About 54 percent of all immigrants who received green cards through the program in fiscal year 2016 were from South Korea. Another 16 percent came from China.
The origins of the EB-3 program date back to the 1965 immigration act when Congress created a green card category for “skilled and unskilled workers in short supply.” Congress reorganized the immigration categories in 1990, but left a maximum of 5,000 green cards every year for jobs requiring no education and less than two years of training or experience.
The program became increasingly popular with chicken plants and middle-class Koreans in the 1990s. But a 2000 law, which created a short window for people who entered illegally or overstayed visas to apply for permanent residence, led to a flood of applications that virtually closed the program in the 2000s through the early part of this decade.
As the program began to reopen, migration agents in Korea, China and Vietnam saw an opportunity to advertise it as a fast track to the American dream, especially as fast-food franchisees began to seek workers for jobs at restaurants like Pizza Hut or Burger King.
“Your chance to immigrate is at your fingertips,” says one ad posted on the website of a Vietnamese migration agency. “People who have visited the United States all praise, admire and sigh in exclamation at the never-ending green,” touts another in China. “There are trees, grass, flowers everywhere.” “Do not miss this opportunity!” “Only $70,000 and you can apply for a U.S. green card and give yourself and your family a beautiful future!”
The law prohibits “the sale, barter or purchase” of labor certifications and requires employers to pay all fees associated with the applications. But the law leaves open fees related to “migration assistance,” such as explaining the different ways to immigrate to the United States, translating official paperwork and helping families get settled in a new country, said Wilde, the Maryland attorney.

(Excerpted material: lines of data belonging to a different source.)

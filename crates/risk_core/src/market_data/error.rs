//! Market data error types.
//!
//! This module provides structured error handling for curve construction,
//! node-value replacement and rates-provider lookups.

use thiserror::Error;

use crate::types::Currency;

/// Market data operation errors.
///
/// # Examples
///
/// ```
/// use risk_core::market_data::MarketDataError;
///
/// let err = MarketDataError::NodeCountMismatch {
///     curve: "USD Discount".to_string(),
///     expected: 5,
///     got: 4,
/// };
/// assert!(format!("{}", err).contains("USD Discount"));
/// ```
#[derive(Error, Debug, Clone, PartialEq)]
pub enum MarketDataError {
    /// No discount curve registered for the currency.
    #[error("No discount curve for currency {currency}")]
    DiscountCurveNotFound {
        /// The currency that was looked up
        currency: Currency,
    },

    /// No credit curve registered under the identifier.
    #[error("No credit curve for id {id}")]
    CreditCurveNotFound {
        /// The identifier that was looked up
        id: String,
    },

    /// A replacement value vector did not match the curve's node count.
    #[error("Node count mismatch on curve {curve}: expected {expected}, got {got}")]
    NodeCountMismatch {
        /// Name of the curve being replaced
        curve: String,
        /// Node count of the existing curve
        expected: usize,
        /// Length of the supplied value vector
        got: usize,
    },

    /// Not enough nodes to build a curve.
    #[error("Insufficient data: got {got}, need {need}")]
    InsufficientData {
        /// Number of nodes provided
        got: usize,
        /// Minimum number of nodes required
        need: usize,
    },

    /// Node tenors are not strictly increasing.
    #[error("Tenors not strictly increasing at index {index}")]
    UnsortedTenors {
        /// Index of the first offending tenor
        index: usize,
    },

    /// Mismatched label/tenor/value lengths at construction.
    #[error("Mismatched node vectors: {labels} labels, {tenors} tenors, {values} values")]
    MismatchedNodeVectors {
        /// Number of labels supplied
        labels: usize,
        /// Number of tenors supplied
        tenors: usize,
        /// Number of values supplied
        values: usize,
    },

    /// Negative time to maturity in a curve query.
    #[error("Invalid maturity: t = {t}")]
    InvalidMaturity {
        /// The invalid maturity value
        t: f64,
    },
}

#[cfg(test)]
mod tests {
    use super::*;

    #[test]
    fn test_discount_curve_not_found_display() {
        let err = MarketDataError::DiscountCurveNotFound {
            currency: Currency::EUR,
        };
        assert_eq!(format!("{}", err), "No discount curve for currency EUR");
    }

    #[test]
    fn test_node_count_mismatch_display() {
        let err = MarketDataError::NodeCountMismatch {
            curve: "USD Discount".to_string(),
            expected: 5,
            got: 3,
        };
        assert_eq!(
            format!("{}", err),
            "Node count mismatch on curve USD Discount: expected 5, got 3"
        );
    }

    #[test]
    fn test_unsorted_tenors_display() {
        let err = MarketDataError::UnsortedTenors { index: 2 };
        assert_eq!(format!("{}", err), "Tenors not strictly increasing at index 2");
    }

    #[test]
    fn test_error_trait_implementation() {
        let err = MarketDataError::InvalidMaturity { t: -1.0 };
        let _: &dyn std::error::Error = &err;
    }
}
//! # risk_engine: Scenario Calculation Engine of the Credion Risk Engine
//!
//! ## Layer 2 (Engine) Role
//!
//! risk_engine sits on top of `risk_core` and provides:
//! - Market-data keys, feeds and identifiers (`market_data::key`)
//! - Scenario market data with a per-scenario view (`market_data::scenario`)
//! - Partial-failure assembly of scenario market data
//!   (`market_data::result`)
//! - The calculation-function contract with N-way scenario fan-out and
//!   optional automatic currency conversion (`function`)
//! - The CDS calculation function, its measure pricers and a portfolio
//!   runner (`credit`, `measures`, `runner`)
//!
//! ## Execution model
//!
//! A calculation function declares the market data it needs via
//! [`requirements::CalculationRequirements`]; the engine assembles
//! scenario market data from a [`market_data::MarketDataSource`],
//! tolerating individual build failures; the function is then invoked
//! once per scenario index against an immutable single-scenario view.
//! Scenario indices are independent, so the fan-out runs through rayon
//! once the scenario count passes a configurable threshold.
//!
//! ## Failure model
//!
//! Building market data never aborts on a single failed identifier: each
//! requested identifier ends up either built, in the single-value failure
//! map or in the time-series failure map, with the original reason
//! preserved for any later lookup. Configuration errors (a calculation
//! invoked against data of the wrong type, an expired trade) are fatal
//! for the offending trade only and are reported with trade identity by
//! the runner.
//!
//! ## Feature Flags
//!
//! - `serde`: Enable serialisation for keys, trades and measure values

#![deny(missing_docs)]
#![deny(rustdoc::broken_intra_doc_links)]
#![deny(rustdoc::private_intra_doc_links)]

pub mod credit;
pub mod error;
pub mod function;
pub mod market_data;
pub mod measures;
pub mod requirements;
pub mod runner;


pub use error::EngineError;
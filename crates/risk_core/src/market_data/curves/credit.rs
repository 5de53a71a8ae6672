//! Credit curve implementation.
//!
//! A credit curve is a nodal hazard-rate curve: the node values are
//! instantaneous default intensities. Survival probabilities follow from
//! piecewise-constant hazard integration between nodes.

use num_traits::Float;

use super::nodal::NodalCurve;
use super::CurveName;
use crate::market_data::error::MarketDataError;

/// An immutable hazard-rate curve over the nodal representation.
///
/// The curve wraps a [`NodalCurve`] whose values are hazard rates λ.
/// The hazard rate is taken as constant on each inter-node segment (at
/// the segment's right node value, with the first node's value applying
/// from time zero), which makes the survival integral exact.
///
/// # Contract
///
/// - `hazard_rate(t)` returns the piecewise-constant hazard λ(t)
/// - `survival_probability(t)` returns `P(τ > t) = exp(-∫₀ᵗ λ(s) ds)`
/// - `P(τ > 0) = 1` and survival is non-increasing in `t`
///
/// # Examples
///
/// ```
/// use risk_core::market_data::curves::{CreditCurve, CurveName};
///
/// let curve = CreditCurve::new(
///     CurveName::new("ACME Corp"),
///     vec!["1Y".into(), "3Y".into(), "5Y".into()],
///     vec![1.0, 3.0, 5.0],
///     vec![0.010_f64, 0.012, 0.015],
/// )
/// .unwrap();
///
/// let surv = curve.survival_probability(1.0).unwrap();
/// assert!(surv > 0.98 && surv < 1.0);
/// ```
#[derive(Debug, Clone, PartialEq)]
#[cfg_attr(feature = "serde", derive(serde::Serialize, serde::Deserialize))]
pub struct CreditCurve<T: Float> {
    /// Underlying nodal curve of hazard rates
    curve: NodalCurve<T>,
}

impl<T: Float> CreditCurve<T> {
    /// Constructs a credit curve from aligned node vectors of hazard rates.
    ///
    /// Validation rules are those of [`NodalCurve::new`].
    pub fn new(
        name: CurveName,
        labels: Vec<String>,
        tenors: Vec<T>,
        hazard_rates: Vec<T>,
    ) -> Result<Self, MarketDataError> {
        Ok(Self {
            curve: NodalCurve::new(name, labels, tenors, hazard_rates)?,
        })
    }

    /// Wraps an existing nodal curve of hazard rates.
    #[inline]
    pub fn from_nodal(curve: NodalCurve<T>) -> Self {
        Self { curve }
    }

    /// Returns the curve name.
    #[inline]
    pub fn name(&self) -> &CurveName {
        self.curve.name()
    }

    /// Returns the number of nodes.
    #[inline]
    pub fn node_count(&self) -> usize {
        self.curve.node_count()
    }

    /// Returns the node labels.
    #[inline]
    pub fn labels(&self) -> &[String] {
        self.curve.labels()
    }

    /// Returns the node tenors in years.
    #[inline]
    pub fn tenors(&self) -> &[T] {
        self.curve.tenors()
    }

    /// Returns the node hazard rates.
    #[inline]
    pub fn values(&self) -> &[T] {
        self.curve.values()
    }

    /// Returns a new credit curve with every node hazard rate replaced.
    ///
    /// # Errors
    ///
    /// [`MarketDataError::NodeCountMismatch`] when the lengths differ.
    pub fn with_values(&self, hazard_rates: &[T]) -> Result<Self, MarketDataError> {
        Ok(Self {
            curve: self.curve.with_values(hazard_rates)?,
        })
    }

    /// Returns the piecewise-constant hazard rate at time `t`.
    ///
    /// # Errors
    ///
    /// [`MarketDataError::InvalidMaturity`] when `t` is negative.
    pub fn hazard_rate(&self, t: T) -> Result<T, MarketDataError> {
        if t < T::zero() {
            return Err(MarketDataError::InvalidMaturity {
                t: t.to_f64().unwrap_or(f64::NAN),
            });
        }
        let tenors = self.curve.tenors();
        let values = self.curve.values();
        for (i, &tenor) in tenors.iter().enumerate() {
            if t <= tenor {
                return Ok(values[i]);
            }
        }
        Ok(values[values.len() - 1])
    }

    /// Returns the survival probability `P(τ > t)`.
    ///
    /// Computed as `exp(-∫₀ᵗ λ(s) ds)` with the hazard constant on each
    /// segment, so the integral is a sum of rectangle areas.
    ///
    /// # Errors
    ///
    /// [`MarketDataError::InvalidMaturity`] when `t` is negative.
    pub fn survival_probability(&self, t: T) -> Result<T, MarketDataError> {
        if t < T::zero() {
            return Err(MarketDataError::InvalidMaturity {
                t: t.to_f64().unwrap_or(f64::NAN),
            });
        }
        let tenors = self.curve.tenors();
        let values = self.curve.values();

        let mut integral = T::zero();
        let mut prev = T::zero();
        for (i, &tenor) in tenors.iter().enumerate() {
            if t <= tenor {
                integral = integral + values[i] * (t - prev);
                return Ok((-integral).exp());
            }
            integral = integral + values[i] * (tenor - prev);
            prev = tenor;
        }
        // Beyond the last node the hazard stays at the final value
        integral = integral + values[values.len() - 1] * (t - prev);
        Ok((-integral).exp())
    }

    /// Returns the default probability `P(τ ≤ t) = 1 - P(τ > t)`.
    pub fn default_probability(&self, t: T) -> Result<T, MarketDataError> {
        Ok(T::one() - self.survival_probability(t)?)
    }
}
//! Curve value objects.
//!
//! This module provides:
//! - [`CurveName`]: Identifier naming a curve
//! - [`CreditCurveId`]: Identifier keying credit curves in the provider
//! - [`NodalCurve`]: An immutable zero curve defined by ordered nodes
//! - [`CreditCurve`]: An immutable hazard-rate curve over the same node
//!   representation

pub mod credit;
pub mod nodal;

pub use credit::CreditCurve;
pub use nodal::NodalCurve;

use std::fmt;

/// The name of a curve.
///
/// Curve names identify sensitivity entries and report rows; two curves
/// with the same name are treated as the same risk factor.
///
/// # Examples
///
/// ```
/// use risk_core::market_data::curves::CurveName;
///
/// let name = CurveName::new("USD Discount");
/// assert_eq!(name.as_str(), "USD Discount");
/// ```
#[derive(Debug, Clone, PartialEq, Eq, Hash, PartialOrd, Ord)]
#[cfg_attr(feature = "serde", derive(serde::Serialize, serde::Deserialize))]
#[cfg_attr(feature = "serde", serde(transparent))]
pub struct CurveName(String);

impl CurveName {
    /// Creates a new curve name.
    #[inline]
    pub fn new(name: impl Into<String>) -> Self {
        Self(name.into())
    }

    /// Returns the name as a string slice.
    #[inline]
    pub fn as_str(&self) -> &str {
        &self.0
    }
}

impl fmt::Display for CurveName {
    fn fmt(&self, f: &mut fmt::Formatter<'_>) -> fmt::Result {
        write!(f, "{}", self.0)
    }
}

impl From<&str> for CurveName {
    fn from(s: &str) -> Self {
        Self(s.to_string())
    }
}

/// Identifier keying a credit curve in the rates provider.
///
/// Derived from reference-entity data by the layer booking the curve;
/// the provider treats it as an opaque key.
#[derive(Debug, Clone, PartialEq, Eq, Hash, PartialOrd, Ord)]
#[cfg_attr(feature = "serde", derive(serde::Serialize, serde::Deserialize))]
#[cfg_attr(feature = "serde", serde(transparent))]
pub struct CreditCurveId(String);

impl CreditCurveId {
    /// Creates a new credit curve identifier.
    #[inline]
    pub fn new(id: impl Into<String>) -> Self {
        Self(id.into())
    }

    /// Returns the identifier as a string slice.
    #[inline]
    pub fn as_str(&self) -> &str {
        &self.0
    }
}

impl fmt::Display for CreditCurveId {
    fn fmt(&self, f: &mut fmt::Formatter<'_>) -> fmt::Result {
        write!(f, "{}", self.0)
    }
}

#[cfg(test)]
mod tests {
    use super::*;

    #[test]
    fn test_curve_name_display() {
        let name = CurveName::new("EUR Discount");
        assert_eq!(format!("{}", name), "EUR Discount");
    }

    #[test]
    fn test_curve_name_equality() {
        assert_eq!(CurveName::new("A"), CurveName::from("A"));
        assert_ne!(CurveName::new("A"), CurveName::new("B"));
    }

    #[test]
    fn test_credit_curve_id_as_map_key() {
        use std::collections::HashMap;

        let mut map = HashMap::new();
        map.insert(CreditCurveId::new("ACME Corp:SENIOR"), 1);
        assert_eq!(map.get(&CreditCurveId::new("ACME Corp:SENIOR")), Some(&1));
        assert_eq!(map.get(&CreditCurveId::new("ACME Corp:SUB")), None);
    }
}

Some foreign migration agencies, whose websites were translated by ProPublica, play by the rules, simply offering information about visa requirements and the community, schools, cost of living and apartment rentals around the sponsoring employers.
But other agencies cleverly disguise recruitment fees as “settlement services” or “assimilation packages,” charging inflated rates, said David Hirson, an immigration attorney in Costa Mesa, California. One ad in China, where demand for visas is so high that the wait under the program is 11 years, lists the going rate to migrate through Burger King and Pizza Hut at $130,000.

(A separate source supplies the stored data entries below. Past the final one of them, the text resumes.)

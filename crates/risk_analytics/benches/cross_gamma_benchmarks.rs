//! Cross-gamma calculator benchmarks.

use criterion::{black_box, criterion_group, criterion_main, Criterion};

use risk_analytics::cross_gamma::CrossGammaCalculator;
use risk_analytics::sensitivity::{
    CurrencyParameterSensitivities, CurrencyParameterSensitivity,
};
use risk_core::market_data::curves::{CurveName, NodalCurve};
use risk_core::market_data::RatesProvider;
use risk_core::types::{Currency, Date};

fn curve(name: &str, nodes: usize) -> NodalCurve<f64> {
    let labels = (0..nodes).map(|i| format!("{}Y", i + 1)).collect();
    let tenors = (0..nodes).map(|i| (i + 1) as f64).collect();
    let values = (0..nodes).map(|i| 0.01 + 0.001 * i as f64).collect();
    NodalCurve::new(CurveName::new(name), labels, tenors, values).unwrap()
}

fn provider(nodes: usize) -> RatesProvider<f64> {
    RatesProvider::new(Date::from_ymd(2014, 10, 16).unwrap())
        .with_discount_curve(Currency::USD, curve("USD Discount", nodes))
        .with_discount_curve(Currency::EUR, curve("EUR Discount", nodes))
}

// A cheap synthetic gradient: each node's sensitivity is quadratic in
// its own value and coupled to its neighbour.
fn sensitivities(p: &RatesProvider<f64>) -> CurrencyParameterSensitivities {
    let mut result = CurrencyParameterSensitivities::empty();
    for (currency, curve) in p.discount_curves() {
        let x = curve.values();
        let gradient: Vec<f64> = (0..x.len())
            .map(|i| {
                let neighbour = if i + 1 < x.len() { x[i + 1] } else { 0.0 };
                x[i] * x[i] + 0.5 * x[i] * neighbour
            })
            .collect();
        let entry = CurrencyParameterSensitivity::new(
            curve.name().clone(),
            curve.labels().to_vec(),
            *currency,
            gradient,
        )
        .unwrap();
        result = result
            .combined_with(CurrencyParameterSensitivities::of(entry))
            .unwrap();
    }
    result
}

fn bench_intra_curve(c: &mut Criterion) {
    let mut group = c.benchmark_group("cross_gamma_intra_curve");
    for nodes in [5, 10, 20] {
        let p = provider(nodes);
        group.bench_function(format!("{}_nodes", nodes), |b| {
            b.iter(|| {
                let calculator = CrossGammaCalculator::default();
                black_box(
                    calculator
                        .calculate_cross_gamma_intra_curve(black_box(&p), sensitivities)
                        .unwrap(),
                )
            })
        });
    }
    group.finish();
}

criterion_group!(benches, bench_intra_curve);
criterion_main!(benches);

Hirson said any such fees to middlemen should be suspect because they are essentially reducing the foreign workers’ pay below the prevailing wage.
“They are effectively paying an agent to get them the job,” he said.
But Yeom didn’t see it that way.
Last year, after the savings he brought from Korea ran out, Yeom took on a second job at a fish market. He would come home from the chicken plant at 8 a.m., massage his hands with warm water, eat breakfast and go to the fish market, where he worked from 10 a.m. to 3 p.m. Then he’d return home, spend time with his kids and sleep for four to five hours before getting up for his midnight job at House of Raeford.
After 13 months at the chicken plant, Yeom quit and worked full time at the fish market. Seeing that business was good, he decided to open his own.
Earlier this month, he closed the deal, buying a shuttered light blue-and-white seafood restaurant in a low-income neighborhood north of downtown Columbia. Taking a break from cleaning, Yeom sat down in a booth next to a window painted with different kinds of fish and reflected on his immigration journey.
“It was very, very difficult work; there’s no question about that,” he said. “On the other hand, I feel thankful and even grateful because without any specific skills or any prior education, they provided a sponsorship through this chicken plant. For us who want to come to the U.S., it’s a very valuable program.”